Understanding ReDoS¶

Regular Expression Denial of Service (ReDoS) is a type of algorithmic complexity attack that exploits the worst-case behavior of regex engines. This guide explains how ReDoS works and why it's a serious security concern.

What is ReDoS?¶

Most regex engines use backtracking to match patterns.

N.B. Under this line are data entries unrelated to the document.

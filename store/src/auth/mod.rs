//! Login, login sessions and password hashing.

pub mod password;

use chrono::Duration;
use rand::Rng;
use serde::Serialize;
use territory::{ActivityKind, ActivityLog, User};

use crate::config::SessionConfig;
use crate::error::StoreResult;
use crate::persistence::sqlite::helpers::{now, timestamp_value};
use crate::persistence::{Database, Record};
use crate::{params, Value};

const TOKEN_BYTES: usize = 32;

/// A user who just logged in, with the session token issued for them.
#[derive(Debug, Clone, Serialize)]
pub struct AuthenticatedUser {
    pub user: User,
    pub token: String,
}

pub struct AuthService {
    db: Database,
    timeout_minutes: i64,
}

impl AuthService {
    pub fn new(db: &Database, config: &SessionConfig) -> Self {
        Self {
            db: db.clone(),
            timeout_minutes: config.timeout_minutes,
        }
    }

    /// Check credentials and open a session.
    ///
    /// Unknown emails, inactive users and wrong passwords all give `None`.
    pub async fn authenticate(
        &self,
        email: &str,
        password: &str,
    ) -> StoreResult<Option<AuthenticatedUser>> {
        let users = self.db.table::<User>();
        let Some(mut user) = users.verify_credentials(email, password).await? else {
            tracing::info!(email, "login rejected");
            return Ok(None);
        };
        let Some(user_id) = user.id else {
            return Ok(None);
        };

        users.touch_activity(user_id).await?;
        let token = self.create_session(user_id, None, None, None).await?;
        self.db
            .table::<ActivityLog>()
            .record(
                Some(user_id),
                ActivityKind::Login,
                "Login successful",
                Some(("usuario", Some(user_id))),
            )
            .await?;

        if let Some(fresh) = users.get_by_id(user_id).await? {
            user = fresh;
        }
        tracing::info!(user_id, "login succeeded");
        Ok(Some(AuthenticatedUser { user, token }))
    }

    /// Persist a new session and return its token.
    ///
    /// The session expires `timeout_minutes` from now, or after the
    /// configured timeout when `None`.
    pub async fn create_session(
        &self,
        user_id: i64,
        ip_address: Option<&str>,
        user_agent: Option<&str>,
        timeout_minutes: Option<i64>,
    ) -> StoreResult<String> {
        let token = generate_token();
        let minutes = timeout_minutes.unwrap_or(self.timeout_minutes);
        let expires_at = now() + Duration::minutes(minutes);

        self.db
            .execute(
                "INSERT INTO sessoes (usuario_id, token, ip_address, user_agent, data_expiracao) \
                 VALUES (?, ?, ?, ?, ?)",
                &[
                    Value::Integer(user_id),
                    Value::from(&token),
                    Value::from(ip_address),
                    Value::from(user_agent),
                    timestamp_value(expires_at),
                ],
            )
            .await?;
        tracing::debug!(user_id, %expires_at, "session created");
        Ok(token)
    }

    /// The active user owning an unexpired session with this token.
    pub async fn validate_session(&self, token: &str) -> StoreResult<Option<User>> {
        let sql = format!(
            "{} WHERE ativo = 1 AND id = \
             (SELECT usuario_id FROM sessoes WHERE token = ? AND data_expiracao > ?)",
            User::select_sql()
        );
        self.db
            .table::<User>()
            .fetch_optional(&sql, &[Value::from(token), timestamp_value(now())])
            .await
    }

    /// End a session. Returns false when the token was unknown.
    pub async fn logout(&self, token: &str) -> StoreResult<bool> {
        let user_id = self
            .db
            .fetch_scalar("SELECT usuario_id FROM sessoes WHERE token = ?", &params![token])
            .await?;
        let result = self
            .db
            .execute("DELETE FROM sessoes WHERE token = ?", &params![token])
            .await?;
        if result.rows_affected() == 0 {
            return Ok(false);
        }
        self.db
            .table::<ActivityLog>()
            .record(
                Some(user_id),
                ActivityKind::Logout,
                "Logout",
                Some(("usuario", Some(user_id))),
            )
            .await?;
        Ok(true)
    }

    /// Delete every expired session. Returns how many were removed.
    pub async fn purge_expired(&self) -> StoreResult<u64> {
        let result = self
            .db
            .execute(
                "DELETE FROM sessoes WHERE data_expiracao <= ?",
                &[timestamp_value(now())],
            )
            .await?;
        let removed = result.rows_affected();
        if removed > 0 {
            tracing::info!(removed, "expired sessions purged");
        }
        Ok(removed)
    }
}

fn generate_token() -> String {
    let mut bytes = [0u8; TOKEN_BYTES];
    rand::thread_rng().fill(&mut bytes);
    hex::encode(bytes)
}

#[cfg(test)]
mod tests {
    use super::*;
    use crate::persistence::ListQuery;
    use territory::PermissionLevel;

    async fn service_with_user(active: bool) -> (AuthService, i64) {
        let db = Database::new_in_memory().await.unwrap();
        let mut user = User::new("Ana", "ana@example.com", PermissionLevel::Basic);
        user.password_hash = password::hash_password("correct horse");
        user.active = active;
        let id = db.table::<User>().save(&mut user).await.unwrap();
        (AuthService::new(&db, &SessionConfig::default()), id)
    }

    #[tokio::test]
    async fn test_authenticate_with_correct_password() {
        let (auth, id) = service_with_user(true).await;
        let login = auth
            .authenticate("ana@example.com", "correct horse")
            .await
            .unwrap()
            .unwrap();
        assert_eq!(login.user.id, Some(id));
        assert_eq!(login.token.len(), TOKEN_BYTES * 2);
        assert!(login.user.last_activity.is_some());

        let log = auth
            .db
            .table::<ActivityLog>()
            .get_all(&ListQuery::new())
            .await
            .unwrap();
        assert_eq!(log.len(), 1);
        assert_eq!(log[0].kind, ActivityKind::Login);
        assert_eq!(log[0].entity.as_deref(), Some("usuario"));
    }

    #[tokio::test]
    async fn test_authenticate_with_wrong_password() {
        let (auth, _) = service_with_user(true).await;
        let login = auth.authenticate("ana@example.com", "wrong").await.unwrap();
        assert!(login.is_none());
        let sessions = auth
            .db
            .fetch_scalar("SELECT COUNT(*) FROM sessoes", &[])
            .await
            .unwrap();
        assert_eq!(sessions, 0);
    }

    #[tokio::test]
    async fn test_inactive_user_cannot_log_in() {
        let (auth, _) = service_with_user(false).await;
        let login = auth
            .authenticate("ana@example.com", "correct horse")
            .await
            .unwrap();
        assert!(login.is_none());
    }

    #[tokio::test]
    async fn test_unknown_email_cannot_log_in() {
        let (auth, _) = service_with_user(true).await;
        assert!(auth
            .authenticate("nobody@example.com", "correct horse")
            .await
            .unwrap()
            .is_none());
    }

    #[tokio::test]
    async fn test_session_lifecycle() {
        let (auth, id) = service_with_user(true).await;
        let token = auth
            .create_session(id, Some("127.0.0.1"), Some("tests"), None)
            .await
            .unwrap();

        let user = auth.validate_session(&token).await.unwrap().unwrap();
        assert_eq!(user.id, Some(id));
        assert!(auth.validate_session("bogus").await.unwrap().is_none());

        assert!(auth.logout(&token).await.unwrap());
        assert!(!auth.logout(&token).await.unwrap());
        assert!(auth.validate_session(&token).await.unwrap().is_none());
    }

    #[tokio::test]
    async fn test_expired_sessions_are_rejected_and_purged() {
        let (auth, id) = service_with_user(true).await;
        let expired = auth.create_session(id, None, None, Some(-5)).await.unwrap();
        let live = auth.create_session(id, None, None, Some(60)).await.unwrap();
        assert_ne!(expired, live);

        assert!(auth.validate_session(&expired).await.unwrap().is_none());
        assert_eq!(auth.purge_expired().await.unwrap(), 1);
        assert!(auth.validate_session(&live).await.unwrap().is_some());
    }
}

While this approach is flexible, it can lead to exponential or polynomial time complexity for certain patterns and inputs.

The Impact

A single malicious input to a vulnerable regex can:

Hang your application for minutes or hours
Consume 100% CPU
Block other requests
Cause complete service denial

How Backtracking Works¶

Consider the regex ^(a+)+$ matching against "aaaaX":

Engine tries to match a+ as many times as possible
Outer + tries to repeat the group
When X is reached, no match
Engine backtracks to try different combinations

For n characters, the engine may try 2^n combinations!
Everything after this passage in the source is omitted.